There are digital photographers that we should applaud, however.  Some photographers might opt to continue shooting with high resolution view cameras which still surpass most digital technology, but then process the negatives through a digital photoshop.  Most recent work by photographers like Andreas Gursky make use of this ability to seamlessly collage multiple exposures and takes of the same scene.  The actual prints of these photographs can reach the scale of what we think of as large paintings without compromising resolution.  In Gursky’s “The Rhine II,” digital manipulation is used to depopulate a semi-industrial, urban area around the Rhine into a minimalistic landscape.   Interestingly, this puts photography far away from the small, colorless prints of Ansel Adams or Alfred Stieglitz.  The ability to have comparatively unlimited control over the image and its manipulation really is an idea that has roots in painting more so than traditional photography.  These digital photographers have a training that comes from film photography and art history at large.  Their artistic process has only grown more complicated with new technologies rather than more simple.

Andreas Gursky, The Rhine II, c-print mounted on acrylic glass, 73 x 143 inches, 1999.

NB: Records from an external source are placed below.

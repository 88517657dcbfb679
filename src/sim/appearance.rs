//! Avatar appearance data
//!
//! Pure data describing how the actor's figure is built from circles. The
//! renderer reads it; the simulation only carries it around.

use glam::Vec2;
use serde::{Deserialize, Serialize};

use crate::color::{Color, WHITE, rgb};

/// How an eye is drawn
#[derive(Debug, Clone, Copy, PartialEq, Eq, Default, Serialize, Deserialize)]
#[serde(rename_all = "lowercase")]
pub enum EyeType {
    Circle,
    #[default]
    Dot,
    Custom,
}

/// Default eye diameter when none is given
pub const DEFAULT_EYE_SIZE: f32 = 3.0;

#[derive(Debug, Clone, Copy, PartialEq, Serialize, Deserialize)]
pub struct BodyPart {
    pub color: Color,
    /// Circle diameter
    pub size: f32,
}

#[derive(Debug, Clone, Copy, PartialEq, Serialize, Deserialize)]
pub struct HeadPart {
    pub color: Color,
    pub size: f32,
    /// Offset from the body center; x is foreshortened by the facing angle
    pub offset: Vec2,
}

#[derive(Debug, Clone, PartialEq, Serialize, Deserialize)]
pub struct Eyes {
    #[serde(rename = "type", default)]
    pub kind: EyeType,
    pub color: Color,
    #[serde(default)]
    pub size: Option<f32>,
    /// Socket offsets from the head center; the sign of x picks the side
    pub positions: Vec<Vec2>,
}

impl Eyes {
    pub fn diameter(&self) -> f32 {
        self.size.unwrap_or(DEFAULT_EYE_SIZE)
    }
}

#[derive(Debug, Clone, Copy, PartialEq, Serialize, Deserialize)]
pub struct Beak {
    pub color: Color,
    pub size: f32,
    pub offset: Vec2,
}

/// Decoration slot; the payload is not interpreted by the core
#[derive(Debug, Clone, PartialEq, Serialize, Deserialize)]
pub struct Accessory {
    #[serde(rename = "type")]
    pub kind: String,
    pub position: Vec2,
    #[serde(default)]
    pub data: serde_json::Value,
}

#[derive(Debug, Clone, Copy, PartialEq, Serialize, Deserialize)]
pub struct Animation {
    /// Bob the body up and down while walking
    pub walk_bounce: bool,
    pub bounce_amount: f32,
}

impl Default for Animation {
    fn default() -> Self {
        Self {
            walk_bounce: true,
            bounce_amount: 2.0,
        }
    }
}

/// Complete look of an avatar
#[derive(Debug, Clone, PartialEq, Serialize, Deserialize)]
pub struct Appearance {
    pub id: String,
    pub name: String,
    pub body: BodyPart,
    pub head: HeadPart,
    #[serde(default)]
    pub eyes: Option<Eyes>,
    #[serde(default)]
    pub beak: Option<Beak>,
    #[serde(default)]
    pub accessories: Vec<Accessory>,
    #[serde(default)]
    pub animation: Option<Animation>,
}

impl Appearance {
    /// Peach-colored figure with dot eyes and a coral mouth
    pub fn preset_default() -> Self {
        let skin = rgb(0xFF, 0xE5, 0xB4);
        Self {
            id: "default".into(),
            name: "Default Character".into(),
            body: BodyPart {
                color: skin,
                size: 32.0,
            },
            head: HeadPart {
                color: skin,
                size: 24.0,
                offset: Vec2::new(6.0, -16.0),
            },
            eyes: Some(Eyes {
                kind: EyeType::Dot,
                color: rgb(0x2C, 0x3E, 0x50),
                size: Some(3.0),
                positions: vec![Vec2::new(8.0, -4.0), Vec2::new(-8.0, -4.0)],
            }),
            beak: Some(Beak {
                color: rgb(0xFF, 0x9A, 0x8B),
                size: 8.0,
                offset: Vec2::new(12.0, 0.0),
            }),
            accessories: Vec::new(),
            animation: Some(Animation {
                walk_bounce: true,
                bounce_amount: 2.0,
            }),
        }
    }

    /// Single-color figure with white circle eyes and no mouth
    pub fn preset_simple(color: Color) -> Self {
        Self {
            id: "simple".into(),
            name: "Simple Character".into(),
            body: BodyPart { color, size: 28.0 },
            head: HeadPart {
                color,
                size: 20.0,
                offset: Vec2::new(0.0, -14.0),
            },
            eyes: Some(Eyes {
                kind: EyeType::Circle,
                color: WHITE,
                size: Some(6.0),
                positions: vec![Vec2::new(5.0, -3.0), Vec2::new(-5.0, -3.0)],
            }),
            beak: None,
            accessories: Vec::new(),
            animation: Some(Animation {
                walk_bounce: true,
                bounce_amount: 1.5,
            }),
        }
    }

    /// Animation settings, falling back to the walking bounce
    pub fn animation(&self) -> Animation {
        self.animation.unwrap_or_default()
    }
}

impl Default for Appearance {
    fn default() -> Self {
        Self::preset_default()
    }
}

#[cfg(test)]
mod tests {
    use super::*;
    use crate::color::LIGHT_BLUE;

    #[test]
    fn test_presets() {
        let default = Appearance::default();
        assert_eq!(default.id, "default");
        assert!(default.beak.is_some());
        assert_eq!(default.eyes.as_ref().map(|e| e.positions.len()), Some(2));

        let simple = Appearance::preset_simple(LIGHT_BLUE);
        assert_eq!(simple.body.color, LIGHT_BLUE);
        assert!(simple.beak.is_none());
        assert_eq!(simple.animation().bounce_amount, 1.5);
    }

    #[test]
    fn test_missing_animation_falls_back_to_bounce() {
        let mut appearance = Appearance::default();
        appearance.animation = None;
        assert_eq!(appearance.animation(), Animation::default());
        assert!(appearance.animation().walk_bounce);
    }

    #[test]
    fn test_deserialize_with_opaque_accessory() {
        let json = r#"{
            "id": "hat",
            "name": "Hat Wearer",
            "body": { "color": [1.0, 0.0, 0.0, 1.0], "size": 30.0 },
            "head": { "color": [1.0, 0.0, 0.0, 1.0], "size": 20.0, "offset": [0.0, -12.0] },
            "eyes": { "type": "circle", "color": [0.0, 0.0, 0.0, 1.0], "positions": [[4.0, -2.0]] },
            "accessories": [ { "type": "hat", "position": [0.0, -20.0], "data": { "brim": 3 } } ]
        }"#;
        let appearance: Appearance = serde_json::from_str(json).unwrap();
        assert_eq!(appearance.eyes.as_ref().unwrap().kind, EyeType::Circle);
        assert_eq!(appearance.eyes.as_ref().unwrap().diameter(), DEFAULT_EYE_SIZE);
        assert_eq!(appearance.accessories[0].data["brim"], 3);
        assert!(appearance.beak.is_none());
        assert!(appearance.animation.is_none());
    }
}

Of course, many digital photographers are not as interesting as Gursky and their work may really not be worth much comment.  Most of their work will be unsurprising similar, as the photographs will have more to do with the specific cameras and digital photoshopping process used than the individual photographers’ vision.  Only occasionally can we expect to see something new out of websites like Instagram.  It is very hard to find a truly horrible Instagram photo, but it is also very hard to find a truly great one.

 

One day, fate will also conspire against these digital photographers, too.  By then, many of them will have become quite skilled and far from absent-minded in their work.  A new technology will threaten to make what we think of as digital photography obsolete.  Then, they, too, will join the club of the traditional.  All good art becomes part of tradition eventually.  Technology changes what is possible but it can’t diminish art that works with limits.

 

Bibliography

 

The Brain Center at Whipples’s.  The Twilight Zone, screenplay by Rod Serling, May 15, 1964.